【私の宝石物語】女優・歌手 木の実ナナさん

 各界で活躍する有名人の方々が、宝石への想いを紡ぎ出す「私の宝石物語」。
今回お話を伺ったのは、日本を代表するミュージカル女優・木の実ナナさん。
1962年に芸能界入りし、今年で実に、デビュー55周年を迎えるという女優人生は、果たしてどんなジュエリーで彩られてきたのでしょうか?

木の実ナナさん

 太陽のように明るい笑顔と、日本のショービジネス界をリードする歌と踊りで、多くの観客を魅了してきた木の実さん。

 その姿は歳を重ねてさらに輝きを放ち、2001年には、日本ジュエリー協会から「最も輝き」「最もジュエリーが似合い」「今後もジュエリーを身に着けて欲しい」著名人に贈られる、ジュエリーベストドレッサー賞【50代部門】を受賞。注目を集めました。

「何がスゴいって、この時いただいた副賞が豪華で! 黒蝶真珠のブローチやシェルカメオとパールのネックレス、ダイヤモンドの指輪など、全部で10点以上あったんじゃないかしら。その中には、私の名前『ナナ』にちなんで『シャイニング7』と名付けられた、豪華なトパーズのネックレスもありました。ジュエリーだけじゃなくて、ルビーの砂時計もあってね。ひっくり返すと、ルビーがキラキラ落ちてきてとってもキレイ! 枕元に置いてあるんだけど、見てると引き込まれて眠れなくなっちゃうの(笑)。個性的なデザインのルビーとダイヤの指輪も、気に入ってよく着けています。沢山いただいたので、お友達にも『幸せ』をお裾分けしたら、みんな喜んでくれて。ここだけの話ですが、某大物女優さんにも何点かプレゼントしました(笑)。」

 東京の下町・向島の出身。父はトランペット奏者、母はショーダンサーという家庭に生まれ育った木の実さん。

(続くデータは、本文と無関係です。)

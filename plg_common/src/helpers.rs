/// Reads a boolean switch out of an environment-variable value. Anything unrecognisable falls
/// back to the default rather than erroring, so a mistyped flag never stops the server booting.
pub fn parse_boolean_flag(value: Option<String>, default: bool) -> bool {
    let Some(raw) = value else { return default };
    match raw.trim().to_ascii_lowercase().as_str() {
        "true" | "yes" | "on" | "1" => true,
        "false" | "no" | "off" | "0" => false,
        _ => default,
    }
}

#[cfg(test)]
mod test {
    use super::parse_boolean_flag;

    #[test]
    fn recognised_flags_override_the_default() {
        for truthy in ["true", "YES", " on ", "1"] {
            assert!(parse_boolean_flag(Some(truthy.into()), false), "{truthy} should read as true");
        }
        for falsy in ["false", "No", "off", "0"] {
            assert!(!parse_boolean_flag(Some(falsy.into()), true), "{falsy} should read as false");
        }
    }

    #[test]
    fn missing_or_garbled_flags_fall_back_to_the_default() {
        assert!(parse_boolean_flag(None, true));
        assert!(!parse_boolean_flag(None, false));
        assert!(parse_boolean_flag(Some("enable_it_quickly".into()), true));
    }
}
use log::*;
use plg_common::Secret;

#[derive(Debug, Clone, Default)]
pub struct GatewayConfig {
    /// Base URL of the gateway REST API, e.g. "https://api.gateway.example".
    pub base_url: String,
    pub api_key: Secret<String>,
    /// Per-request timeout in seconds. The client never retries on its own; retries happen at the
    /// next reconciliation sweep.
    pub timeout_secs: u64,
}

const DEFAULT_TIMEOUT_SECS: u64 = 15;

impl GatewayConfig {
    pub fn new_from_env_or_default() -> Self {
        let base_url = std::env::var("PLG_GATEWAY_URL").unwrap_or_else(|_| {
            warn!("PLG_GATEWAY_URL not set. Using a placeholder that will not reach any gateway.");
            "https://localhost:9443".to_string()
        });
        let api_key = Secret::new(std::env::var("PLG_GATEWAY_API_KEY").unwrap_or_else(|_| {
            warn!("PLG_GATEWAY_API_KEY not set. Gateway calls will be rejected upstream.");
            String::default()
        }));
        let timeout_secs = std::env::var("PLG_GATEWAY_TIMEOUT")
            .ok()
            .and_then(|s| s.parse::<u64>().ok())
            .unwrap_or(DEFAULT_TIMEOUT_SECS);
        Self { base_url, api_key, timeout_secs }
    }

    pub fn is_configured(&self) -> bool {
        !self.api_key.reveal().is_empty()
    }
}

「終戦のあくる年に生まれて、両親は結婚指輪もないような人達で、宝石とは縁のない生活だったけど、母はすごく『手』が綺麗な人でね。『手は顔よりものをいうのよ』って言われて育ったんです。『鞠子(まりこ・木の実さんの本名)、あのお金持ちを見てごらん。どんなに宝石を着けてたって、手がシワシワだろ? それに比べてママの手は、宝石はないけどツルツルだろ?』って(笑)。そんな母の教えで、子供の頃から手はケアしてましたね。といっても母の真似をして、お湯は使わず冷たい水で洗って、最後に氷水の中に手を突っ込むだけ。あとは寝る時、手袋して寝なさいって言われて、手袋はめて寝るんだけど、朝起きたらいつもなかったわね(笑)。でもこの世界に入って、そのお手入れが役に立ちました。本来私の年齢だったら、もっとシワシワになっていると思うんだけど、今でも『綺麗』って言っていただけるのは、ママのお陰ですね。手が綺麗だと、指輪も映えるし!天国のママ、ありがとうー!」

▲ジュエリーベストドレッサー賞で
贈られた指輪

▲ジュエリーベストドレッサー賞の副賞
トパーズで出来た「シャイニング7」

▲初めて自分で買ったキャッツアイ

▲お気に入りのジュエリー
中段一番右がタイで買ったスタールビー

 お母様譲りの「美しい手」を誇りに歩んできた、55年の女優人生。その指には、どんなジュエリーの輝きがあったのでしょうか?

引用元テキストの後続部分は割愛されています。